In Georgia child custody cases, as with many states, it is the purpose of the court to make decisions which are in the best interest of the child, and, when necessary, ensure that the parents comply with these decisions. The more cooperative the parents are, the less traumatic child custody arrangements will be to everyone concerned– especially the youngsters.
Prior to litigation, the parent who currently has physical custody of the child is said to have temporary custody. It then becomes the place of the court to determine which type of custodial arrangement will be in the best interest of the child. The possible types of custodial arrangement include: joint custody; sole custody; and, in the instance of more than one child, the option of split custody.
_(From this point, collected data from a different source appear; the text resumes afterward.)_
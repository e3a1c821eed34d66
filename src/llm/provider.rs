//! Provider-neutral completion types and the `LlmProvider` trait.

use async_trait::async_trait;
use rust_decimal::Decimal;
use serde::{Deserialize, Serialize};

use crate::error::LlmError;

/// Role of a chat message.
#[derive(Debug, Clone, Copy, PartialEq, Eq, Serialize, Deserialize)]
#[serde(rename_all = "lowercase")]
pub enum Role {
    System,
    User,
}

/// A single message in a completion request.
#[derive(Debug, Clone, Serialize, Deserialize)]
pub struct ChatMessage {
    pub role: Role,
    pub content: String,
}

impl ChatMessage {
    pub fn system(content: impl Into<String>) -> Self {
        Self {
            role: Role::System,
            content: content.into(),
        }
    }

    pub fn user(content: impl Into<String>) -> Self {
        Self {
            role: Role::User,
            content: content.into(),
        }
    }
}

/// A plain text completion request.
#[derive(Debug, Clone)]
pub struct CompletionRequest {
    pub messages: Vec<ChatMessage>,
    pub temperature: Option<f32>,
    pub max_tokens: Option<u32>,
}

impl CompletionRequest {
    pub fn new(messages: Vec<ChatMessage>) -> Self {
        Self {
            messages,
            temperature: None,
            max_tokens: None,
        }
    }

    pub fn with_temperature(mut self, temperature: f32) -> Self {
        self.temperature = Some(temperature);
        self
    }

    pub fn with_max_tokens(mut self, max_tokens: u32) -> Self {
        self.max_tokens = Some(max_tokens);
        self
    }

    /// System messages joined into one preamble, if any.
    pub fn system_prompt(&self) -> Option<String> {
        let parts: Vec<&str> = self
            .messages
            .iter()
            .filter(|m| m.role == Role::System)
            .map(|m| m.content.as_str())
            .collect();
        if parts.is_empty() {
            None
        } else {
            Some(parts.join("\n\n"))
        }
    }

    /// Non-system messages flattened into a single prompt body.
    pub fn user_prompt(&self) -> String {
        self.messages
            .iter()
            .filter(|m| m.role != Role::System)
            .map(|m| m.content.as_str())
            .collect::<Vec<_>>()
            .join("\n\n")
    }
}

/// Why the provider stopped generating.
#[derive(Debug, Clone, Copy, PartialEq, Eq)]
pub enum FinishReason {
    Stop,
    Length,
    ContentFilter,
    Unknown,
}

/// A completion returned by a provider.
#[derive(Debug, Clone)]
pub struct CompletionResponse {
    pub content: String,
    pub input_tokens: u32,
    pub output_tokens: u32,
    pub finish_reason: FinishReason,
    pub response_id: Option<String>,
}

/// An inference backend.
///
/// Implementations are expected to be cheap to share behind an `Arc` and to
/// never retry internally; callers decide what a failure means.
#[async_trait]
pub trait LlmProvider: Send + Sync {
    /// Model identifier used for requests and logging.
    fn model_name(&self) -> &str;

    /// (input, output) cost per token in USD.
    fn cost_per_token(&self) -> (Decimal, Decimal);

    /// Run a single completion.
    async fn complete(&self, request: CompletionRequest) -> Result<CompletionResponse, LlmError>;
}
There are numerous factors which the court will consider in determining the custodial arrangement that it feels will be best for the child. However, while such factors as parental fitness, location of residences, financial qualifications, and other factors are strongly taken into consideration, Georgia is one of the states in which the child’s own wishes and preferences are seriously considered.
Visitation arrangements are a part of the Georgia Child Custody decision. This, too, is intended to reflect what is best for the child. The Georgia courts have a very strong principle in visitation– in essence, that it is nearly always best for the child if he have regular contact with both parents and other family members. It is very rare that the court will deny visitation privileges to a noncustodial parent; when necessary, visitation arrangements include supervision by a third party, as well as restricted locations.
As some parents are prone to misusing custodial and visitation arrangements for trivial or vindictive purposes, the court can intervene in such cases and ensure that its decision be upheld.